**Data shown:**

•••

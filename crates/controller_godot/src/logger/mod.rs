//! GodotLogger implementation
//!
//! Bridges core logging to Godot's godot_print!/godot_error! + logs/controller.log file.

use std::io::Write;
use std::path::Path;
use std::sync::atomic::{AtomicBool, Ordering};

use controller_simulation::{LogLevel, LogPrinter};

// Godot запускается из godot/ директории, поэтому путь относительно project root
const LOG_PATH: &str = "../logs/controller.log";

static FILE_ERROR_LOGGED: AtomicBool = AtomicBool::new(false);

pub struct GodotLogger;

impl LogPrinter for GodotLogger {
    fn log(&self, level: LogLevel, message: &str) {
        match level {
            LogLevel::Error => godot::prelude::godot_error!("[{}] {}", level.as_str(), message),
            LogLevel::Warning => godot::prelude::godot_warn!("[{}] {}", level.as_str(), message),
            _ => godot::prelude::godot_print!("[{}] {}", level.as_str(), message),
        }

        append_to_file(level, message);
    }
}

impl GodotLogger {
    /// Новый лог на каждый запуск extension
    pub fn clear_log_file() {
        let _ = std::fs::remove_file(LOG_PATH);
    }
}

fn append_to_file(level: LogLevel, message: &str) {
    let log_path = Path::new(LOG_PATH);

    if let Some(parent) = log_path.parent() {
        let _ = std::fs::create_dir_all(parent);
    }

    match std::fs::OpenOptions::new()
        .create(true)
        .append(true)
        .open(log_path)
    {
        Ok(mut file) => {
            let _ = writeln!(file, "[{}] {}", level.as_str(), message);
        }
        Err(e) => {
            // Ошибку открытия файла логируем только один раз
            if !FILE_ERROR_LOGGED.swap(true, Ordering::Relaxed) {
                godot::prelude::godot_error!("Failed to open log file {:?}: {}", log_path, e);
            }
        }
    }
}
//! Spring-arm player controller — simulation core
//!
//! Engine-independent ядро контроллера: mouse look с clamp'ом pivot,
//! гравитация, прыжок, camera-relative движение, плавный поворот Body.
//!
//! HYBRID ARCHITECTURE:
//! - core = math/config/locomotion (чистые функции, тестируются без движка)
//! - Godot = CharacterBody3D, move_and_slide, Input (controller_godot)
//! - Bevy ECS = headless host того же ядра (тесты, soak driver)

use bevy::prelude::*;
use bevy::time::TimeUpdateStrategy;
use bevy::transform::TransformPlugin;
use bevy_rapier3d::prelude::*;
use rand::SeedableRng;
use rand_chacha::ChaCha8Rng;
use std::time::Duration;

// Публичные модули
pub mod camera;
pub mod components;
pub mod config;
pub mod locomotion;
pub mod logger;
pub mod math;
pub mod movement;
pub mod physics;

// Re-export базовых типов для удобства
pub use camera::CameraPivot;
pub use components::*;
pub use config::{ConfigError, ControllerConfig};
pub use locomotion::{BodyFacing, LocomotionInput, TickContext};
pub use logger::*;
pub use movement::{LocomotionInputEvent, MouseLookEvent};
pub use physics::{
    spawn_spring_player, ControllerPlugin, GravityField, GravityOverride, MovementBackend,
};

/// Частота physics tick (как Godot `physics/common/physics_ticks_per_second`)
pub const PHYSICS_TICKS_PER_SECOND: f64 = 60.0;

/// Главный plugin симуляции (fixed timestep + controller)
///
/// Для `MovementBackend::Rapier` сам добавляет RapierPhysicsPlugin в fixed
/// schedule: KCC должен применять translation каждый tick, а не раз в кадр.
#[derive(Default)]
pub struct SimulationPlugin {
    pub backend: MovementBackend,
}

impl Plugin for SimulationPlugin {
    fn build(&self, app: &mut App) {
        app
            // Fixed timestep 60Hz для physics tick
            .insert_resource(Time::<Fixed>::from_hz(PHYSICS_TICKS_PER_SECOND))
            .add_plugins(ControllerPlugin {
                backend: self.backend,
            });

        if self.backend == MovementBackend::Rapier {
            app.add_plugins(rapier_plugin());
        }
    }
}

/// Rapier в FixedPostUpdate — сразу после нашего FixedUpdate tick
pub fn rapier_plugin() -> RapierPhysicsPlugin<NoUserData> {
    RapierPhysicsPlugin::<NoUserData>::default().in_fixed_schedule()
}

/// Детерминистичный RNG resource (seeded) для soak driver
#[derive(Resource)]
pub struct DeterministicRng {
    pub rng: ChaCha8Rng,
    pub seed: u64,
}

impl DeterministicRng {
    pub fn new(seed: u64) -> Self {
        Self {
            rng: ChaCha8Rng::seed_from_u64(seed),
            seed,
        }
    }
}

/// Создаёт minimal Bevy App для headless симуляции
///
/// Время идёт вручную: один `app.update()` = ровно один physics tick.
pub fn create_headless_app(seed: u64) -> App {
    create_app(seed, MovementBackend::default(), 1)
}

/// Headless App с Rapier backend (коллизии через KinematicCharacterController)
///
/// `ticks_per_update` — сколько physics tick'ов в одном `app.update()`
/// (2 = рендер 30fps при физике 60Hz).
pub fn create_headless_rapier_app(seed: u64, ticks_per_update: u32) -> App {
    create_app(seed, MovementBackend::Rapier, ticks_per_update)
}

fn create_app(seed: u64, backend: MovementBackend, ticks_per_update: u32) -> App {
    let mut app = App::new();
    init_logger();
    app.add_plugins(MinimalPlugins);

    // Rapier читает GlobalTransform коллайдеров
    if backend == MovementBackend::Rapier {
        app.add_plugins(TransformPlugin);
    }

    app.add_plugins(SimulationPlugin { backend })
        .insert_resource(DeterministicRng::new(seed))
        .insert_resource(TimeUpdateStrategy::ManualDuration(Duration::from_secs_f64(
            ticks_per_update.max(1) as f64 / PHYSICS_TICKS_PER_SECOND,
        )));

    app
}

/// Snapshot мира для сравнения детерминизма
pub fn world_snapshot<T: Component>(world: &mut World) -> Vec<u8>
where
    T: std::fmt::Debug,
{
    let mut snapshot = Vec::new();

    let mut query = world.query::<(Entity, &T)>();
    let mut entities: Vec<_> = query.iter(world).collect();

    // Сортируем по Entity ID для детерминизма
    entities.sort_by_key(|(entity, _)| entity.index());

    for (entity, component) in entities {
        snapshot.extend_from_slice(&entity.index().to_le_bytes());
        snapshot.extend_from_slice(format!("{:?}", component).as_bytes());
    }

    snapshot
}
//! Player module — SpringPlayer (CharacterBody3D GDExtension class)

pub mod controller;

pub use controller::SpringPlayer;
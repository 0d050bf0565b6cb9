//! Ошибки загрузки/валидации конфигурации контроллера

/// Errors that can occur when loading, saving, or validating controller config.
#[derive(Debug, thiserror::Error)]
pub enum ConfigError {
    /// Failed to read the config file from disk.
    #[error("failed to read controller config: {0}")]
    ReadError(#[source] std::io::Error),

    /// Failed to write the config file to disk.
    #[error("failed to write controller config: {0}")]
    WriteError(#[source] std::io::Error),

    /// Failed to parse RON content.
    #[error("failed to parse controller config: {0}")]
    ParseError(#[source] ron::error::SpannedError),

    /// Failed to serialize config to RON.
    #[error("failed to serialize controller config: {0}")]
    SerializeError(#[source] ron::Error),

    /// A tuning value is outside of its allowed range.
    #[error("{field} = {value} is out of range ({expected})")]
    OutOfRange {
        field: &'static str,
        value: f32,
        expected: &'static str,
    },
}
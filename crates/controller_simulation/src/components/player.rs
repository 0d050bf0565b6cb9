//! Player control marker + tuning

use bevy::prelude::*;

use crate::camera::CameraPivot;
use crate::config::ControllerConfig;
use crate::locomotion::BodyFacing;

use super::movement::{CharacterVelocity, Grounded, PendingLocomotion};

/// Marker component для spring-arm player (mouse look + WASD + jump)
///
/// Через Required Components автоматически получает всё состояние контроллера:
/// CameraPivot, BodyFacing, CharacterVelocity, Grounded, PendingLocomotion.
///
/// # Single-player
/// Input systems используют `single()` — ожидается ровно один SpringPlayer.
#[derive(Component, Debug, Clone, Copy, Default)]
#[require(
    ControllerSettings,
    CameraPivot,
    BodyFacing,
    CharacterVelocity,
    Grounded,
    PendingLocomotion,
    Transform
)]
pub struct SpringPlayer;

/// Tuning конкретного player (копия ControllerConfig на entity)
#[derive(Component, Debug, Clone, Default, PartialEq)]
pub struct ControllerSettings(pub ControllerConfig);
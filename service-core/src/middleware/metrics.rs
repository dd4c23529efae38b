use axum::{
    extract::{MatchedPath, Request},
    middleware::Next,
    response::Response,
};
use metrics::{counter, histogram};
use std::time::Instant;

/// Records `http_requests_total` and `http_request_duration_seconds`.
///
/// The path label is the matched route template, so unmatched probes don't
/// create one series per URL.
pub async fn metrics_middleware(req: Request, next: Next) -> Response {
    let start = Instant::now();
    let method = req.method().to_string();
    let path = req
        .extensions()
        .get::<MatchedPath>()
        .map(|p| p.as_str().to_string())
        .unwrap_or_else(|| "unmatched".to_string());

    let response = next.run(req).await;

    let labels = [
        ("method", method),
        ("path", path),
        ("status", response.status().as_u16().to_string()),
    ];

    counter!("http_requests_total", &labels).increment(1);
    histogram!("http_request_duration_seconds", &labels).record(start.elapsed().as_secs_f64());

    response
}
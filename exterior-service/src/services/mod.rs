pub mod metrics;
pub mod providers;
pub mod storage;

pub use metrics::{get_metrics, init_metrics};
pub use storage::{LocalStorage, MemoryStorage, ObjectStore, S3Storage};
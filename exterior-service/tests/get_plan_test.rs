mod common;

use common::TestApp;
use exterior_service::config::FloorPlanConfig;
use exterior_service::services::providers::gradio::GradioFloorPlanProvider;
use exterior_service::services::providers::mock::MockImageToImageProvider;
use exterior_service::services::MemoryStorage;
use reqwest::StatusCode;
use serde_json::{json, Value};
use std::sync::Arc;
use wiremock::matchers::{body_json, method, path};
use wiremock::{Mock, MockServer, ResponseTemplate};

async fn spawn_against(space: &MockServer) -> TestApp {
    let floor_plan = GradioFloorPlanProvider::new(&FloorPlanConfig {
        space: "mrblackk/floor-plan-generation".to_string(),
        endpoint: "/predict".to_string(),
        host: Some(space.uri()),
        hf_api_base: "http://unused.invalid".to_string(),
        hf_token: None,
    });

    TestApp::spawn_with(
        Arc::new(MemoryStorage::new()),
        Arc::new(MockImageToImageProvider::new(json!(null))),
        Arc::new(floor_plan),
    )
    .await
}

#[tokio::test]
async fn get_plan_proxies_prompt_to_gradio_space() {
    let space = MockServer::start().await;

    Mock::given(method("POST"))
        .and(path("/call/predict"))
        .and(body_json(json!({ "data": ["open plan kitchen, two bedrooms"] })))
        .respond_with(ResponseTemplate::new(200).set_body_json(json!({ "event_id": "abc" })))
        .expect(1)
        .mount(&space)
        .await;

    Mock::given(method("GET"))
        .and(path("/call/predict/abc"))
        .respond_with(ResponseTemplate::new(200).set_body_raw(
            "event: complete\ndata: [{\"path\": \"/tmp/gradio/plan.png\"}]\n\n",
            "text/event-stream",
        ))
        .mount(&space)
        .await;

    let app = spawn_against(&space).await;
    let response = app
        .client
        .post(format!("{}/get-plan", app.address))
        .json(&json!({ "prompt": "open plan kitchen, two bedrooms" }))
        .send()
        .await
        .expect("Failed to execute request");

    assert_eq!(response.status(), StatusCode::OK);
    let body: Value = response.json().await.unwrap();
    assert_eq!(body, json!([{ "path": "/tmp/gradio/plan.png" }]));
}

#[tokio::test]
async fn get_plan_hides_upstream_errors() {
    let space = MockServer::start().await;

    Mock::given(method("POST"))
        .respond_with(ResponseTemplate::new(503).set_body_string("Space is sleeping"))
        .mount(&space)
        .await;

    let app = spawn_against(&space).await;
    let response = app
        .client
        .post(format!("{}/get-plan", app.address))
        .json(&json!({ "prompt": "studio" }))
        .send()
        .await
        .expect("Failed to execute request");

    assert_eq!(response.status(), StatusCode::INTERNAL_SERVER_ERROR);
    let body: Value = response.json().await.unwrap();
    assert_eq!(body, json!({ "error": "Something went wrong" }));
}
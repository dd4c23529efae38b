//! Hosted model providers.
//!
//! Each hosted model sits behind a trait so handlers hold an
//! `Arc<dyn …>` built once at startup, and tests can swap in the mocks.

pub mod gradio;
pub mod mock;
pub mod replicate;

use async_trait::async_trait;
use serde_json::Value;
use service_core::error::AppError;
use thiserror::Error;

use crate::models::ControlNetInput;

#[derive(Error, Debug)]
pub enum ProviderError {
    #[error("Provider not configured: {0}")]
    NotConfigured(String),

    #[error("API error: {0}")]
    ApiError(String),

    #[error("Prediction {id} ended with status {status}: {detail}")]
    PredictionFailed {
        id: String,
        status: String,
        detail: String,
    },

    #[error("Invalid response: {0}")]
    InvalidResponse(String),

    #[error("Network error: {0}")]
    NetworkError(String),
}

impl From<ProviderError> for AppError {
    fn from(err: ProviderError) -> Self {
        AppError::InferenceError(anyhow::Error::new(err))
    }
}

/// Image-conditioned generation (photo + prompt in, rendered output out).
#[async_trait]
pub trait ImageToImageProvider: Send + Sync {
    /// Runs the model to completion and returns its output untouched.
    async fn run(&self, input: &ControlNetInput) -> Result<Value, ProviderError>;
}

/// Floor-plan generation from a text prompt.
#[async_trait]
pub trait FloorPlanProvider: Send + Sync {
    async fn predict(&self, prompt: &str) -> Result<Value, ProviderError>;
}
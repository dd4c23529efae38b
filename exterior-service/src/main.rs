use exterior_service::config::ExteriorConfig;
use exterior_service::services::init_metrics;
use exterior_service::startup::Application;
use service_core::observability::init_tracing;

#[tokio::main]
async fn main() -> std::io::Result<()> {
    // Metrics recorder must exist before anything is recorded
    init_metrics();

    let config = ExteriorConfig::load().map_err(|e| {
        eprintln!("Failed to load configuration: {}", e);
        std::io::Error::other(format!("Configuration error: {}", e))
    })?;

    init_tracing("exterior-service", "info", config.otlp_endpoint.as_deref());

    let app = Application::build(config).await.map_err(|e| {
        tracing::error!("Failed to build application: {}", e);
        std::io::Error::other(format!("Startup error: {}", e))
    })?;

    app.run_until_stopped().await
}
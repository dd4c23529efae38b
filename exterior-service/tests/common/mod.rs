#![allow(dead_code)]

use exterior_service::config::ExteriorConfig;
use exterior_service::services::providers::mock::{
    MockFloorPlanProvider, MockImageToImageProvider,
};
use exterior_service::services::providers::{FloorPlanProvider, ImageToImageProvider};
use exterior_service::services::{MemoryStorage, ObjectStore};
use exterior_service::startup::{AppState, Application};
use serde_json::{json, Value};
use std::sync::Arc;

pub const MOCK_OUTPUT: &str = "https://replicate.delivery/pbxt/mock/output_1.png";

pub fn mock_output() -> Value {
    json!([
        "https://replicate.delivery/pbxt/mock/output_0.png",
        MOCK_OUTPUT
    ])
}

pub struct TestApp {
    pub address: String,
    pub port: u16,
    pub client: reqwest::Client,
}

impl TestApp {
    /// Spawns the service on a random port with the given clients.
    pub async fn spawn_with(
        storage: Arc<dyn ObjectStore>,
        image_model: Arc<dyn ImageToImageProvider>,
        floor_plan: Arc<dyn FloorPlanProvider>,
    ) -> Self {
        std::env::set_var("REPLICATE_API_TOKEN", "r8_test");

        let mut config = ExteriorConfig::load().expect("Failed to load configuration");
        config.common.port = 0; // Random port for testing

        let app = Application::build_with_state(
            config,
            AppState {
                storage,
                image_model,
                floor_plan,
            },
        )
        .await
        .expect("Failed to build test application");

        let port = app.port();
        let address = format!("http://127.0.0.1:{}", port);

        tokio::spawn(async move {
            app.run_until_stopped().await.ok();
        });

        // Wait for the server to accept connections
        let client = reqwest::Client::new();
        let health_url = format!("{}/health", address);
        for _ in 0..50 {
            if client.get(&health_url).send().await.is_ok() {
                break;
            }
            tokio::time::sleep(tokio::time::Duration::from_millis(50)).await;
        }

        TestApp {
            address,
            port,
            client,
        }
    }

    /// Memory storage, a succeeding image model and an enabled floor-plan mock.
    pub async fn spawn() -> (Self, Arc<MemoryStorage>, Arc<MockImageToImageProvider>) {
        let storage = Arc::new(MemoryStorage::new());
        let model = Arc::new(MockImageToImageProvider::new(mock_output()));
        let app = Self::spawn_with(
            storage.clone(),
            model.clone(),
            Arc::new(MockFloorPlanProvider::new(true)),
        )
        .await;
        (app, storage, model)
    }

    pub async fn post_exterior(&self, form: reqwest::multipart::Form) -> reqwest::Response {
        self.client
            .post(format!("{}/upload-exterior", self.address))
            .multipart(form)
            .send()
            .await
            .expect("Failed to execute request")
    }
}

pub fn image_part() -> reqwest::multipart::Part {
    reqwest::multipart::Part::bytes(vec![0x89, b'P', b'N', b'G', 0, 1, 2, 3])
        .file_name("house.png")
        .mime_str("image/png")
        .unwrap()
}

/// The structured fields used throughout the upload tests.
pub fn styled_form() -> reqwest::multipart::Form {
    reqwest::multipart::Form::new()
        .part("image", image_part())
        .text("exteriorStyle", "modern")
        .text("environment", "desert")
        .text("time", "sunset")
        .text("materials", r#"["wood","glass"]"#)
}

•••

**What the task asks:**
Each line from the beginning of the listing up to the line where "fn log(&self, level: LogLevel, message: &str)" appears needs to be given again exactly; please add nothing else.

**Response to the task:**
filename crates/controller_godot/src/logger/mod.rs
//! GodotLogger implementation
//!
//! Bridges core logging to Godot's godot_print!/godot_error! + logs/controller.log file.

use std::io::Write;
use std::path::Path;
use std::sync::atomic::{AtomicBool, Ordering};

use controller_simulation::{LogLevel, LogPrinter};

// Godot запускается из godot/ директории, поэтому путь относительно project root
const LOG_PATH: &str = "../logs/controller.log";

static FILE_ERROR_LOGGED: AtomicBool = AtomicBool::new(false);

pub struct GodotLogger;

impl LogPrinter for GodotLogger {
    fn log(&self, level: LogLevel, message: &str) {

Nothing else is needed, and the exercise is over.